The Body’s Response to Sobriety

Staying healthy is a motivating force for many people. This section draws from the literature on he body’s healing response to sobriety from alcohol.

Alcohol affects every cell in your body. Let’s look at two body systems that take the brunt of the damage from alcohol—your brain and your gastrointestinal (GI) system—but heal quickly in sobriety. Some healing to the brain and GI system occurs naturally in early sobriety, and you can boost your body’s recovery with exercise and a healthy diet.

Alcohol has immediate effects on your brain—one or two drinks make us feel relaxed and confident. Too many drinks cause clumsiness, slurred speech, lapses in memory and judgment. People who are drunk get lost because alcohol damages the parts of your brain involved in navigation. Overtime, heavy drinking reduces the volume of—shrinks—the brain itself. Alcohol also slows the pace of communication in the brain. For example, the delay in the neural connections between the brain and the nerves of the eyes is what causes distorted or double vision while drinking heavily.

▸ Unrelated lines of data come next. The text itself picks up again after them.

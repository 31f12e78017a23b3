//! Shuffle ordering for the play queue
//!
//! Shuffling physically reorders the entries that have not been reached yet
//! (Fisher-Yates over a seeded RNG, so a given seed always yields the same
//! order). The unshuffled order is kept as a list of entry ids and restored
//! when shuffle is switched off.

use crate::entry::{EntryId, QueueEntry};
use rand::rngs::StdRng;
use rand::seq::SliceRandom;
use rand::SeedableRng;
use std::collections::{HashMap, HashSet};

/// Shuffle `entries[start..]` in place
///
/// Entries before `start` (current and already played) keep their positions.
pub fn shuffle_from(entries: &mut [QueueEntry], start: usize, seed: u64) {
    if start >= entries.len() {
        return;
    }

    let mut rng = StdRng::seed_from_u64(seed);
    entries[start..].shuffle(&mut rng);
}

/// Reorder `entries` to follow `order`
///
/// Entries missing from `order` go last, keeping their relative order.
pub fn restore_order(entries: &mut [QueueEntry], order: &[EntryId]) {
    let rank: HashMap<&EntryId, usize> = order.iter().enumerate().map(|(i, id)| (id, i)).collect();

    // Stable sort keeps unknown entries in their current relative order
    entries.sort_by_key(|entry| rank.get(&entry.id).copied().unwrap_or(usize::MAX));
}

/// Merge the unshuffled order with a replacement entry list
///
/// Ids that survived the replacement keep their place; new ids are appended
/// in the order they appear in `entries`.
pub fn merge_order(order: &[EntryId], entries: &[QueueEntry]) -> Vec<EntryId> {
    let present: HashSet<&EntryId> = entries.iter().map(|e| &e.id).collect();
    let mut merged: Vec<EntryId> = order
        .iter()
        .filter(|id| present.contains(id))
        .cloned()
        .collect();

    let known: HashSet<&EntryId> = order.iter().collect();
    merged.extend(
        entries
            .iter()
            .filter(|e| !known.contains(&e.id))
            .map(|e| e.id.clone()),
    );
    merged
}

Research on short-term sobriety shows that some of the greatest natural healing in the brain occurs between two weeks and two months of sobriety, including increase in brain volume, and repair of and increased speed of neural connections.

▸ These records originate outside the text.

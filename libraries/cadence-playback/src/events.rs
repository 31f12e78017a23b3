//! Playback Events
//!
//! Event-based notifications for UI synchronization. The queue state itself
//! is observed through the watch channel; these events mark the moments a UI
//! may want to react to (track switches, failures, status changes).

use crate::entry::EntryId;
use crate::types::PlaybackStatus;
use cadence_core::TrackId;
use serde::{Deserialize, Serialize};

/// Events emitted by the playback engine
#[derive(Debug, Clone, PartialEq, Serialize, Deserialize)]
pub enum PlaybackEvent {
    /// Transport status changed
    StateChanged {
        state: PlaybackStatus,
    },

    /// A different queue entry became current and was loaded
    TrackChanged {
        entry_id: EntryId,
        track_id: TrackId,
        /// Entry that was loaded before, if any
        previous_entry_id: Option<EntryId>,
    },

    /// Current track played to its end
    TrackFinished {
        entry_id: EntryId,
    },

    /// Position update from the output, or after a seek (seconds)
    PositionUpdate {
        position: f64,
        duration: f64,
    },

    VolumeChanged {
        /// New level in [0, 1]
        level: f32,
        is_muted: bool,
    },

    /// Entries were added, removed or reordered
    QueueChanged {
        length: usize,
    },

    /// Non-fatal playback failure; the queue is left as it was
    Error {
        message: String,
    },
}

The GI system reacts to alcohol as though it were poison. Vomiting and diarrhea are early consequences of excess dinking. Overtime, heavy drinking reduces the ability of your GI system to absorb nutrients resulting in a state of malnutrition. This is sometimes referred to as “leaky gut syndrome”.

Even brief periods of abstinence can partly reverse this process and promote healing of a “leaky gut”. This means your body will be better able to absorb the nutrients you put into your system with a healthy diet.

Mainstream Your Recovery

As you begin your journey of recovery, you may want to record your weight, waist circumference, and blood pressure. Make a list of health problems or physical discomforts that you have whether or not you think they are related to drinking. This information will help you observe the healing of your body during the first days, weeks and months of sobriety.

This idea came from one of my patients: Health clubs, gyms, and even work places often organize group health challenges. My patient joined a 30-day challenge at her gym to reduce sugar in the diet but in her heart she knew she was doing this to reduce her wine drinking. At the first group meeting, she introduced herself and said that she had developed some unhealthy drinking habits and wanted to stop. Four other members of the group identified the same goal. These five people formed a supportive sub-group through the 30-day challenge and are now meeting to explore if and how to drink again in a healthier way.

Mainstreaming your recovery into your overall plan for healthy living can reduce negative feelings and increase your chances of success as you define it.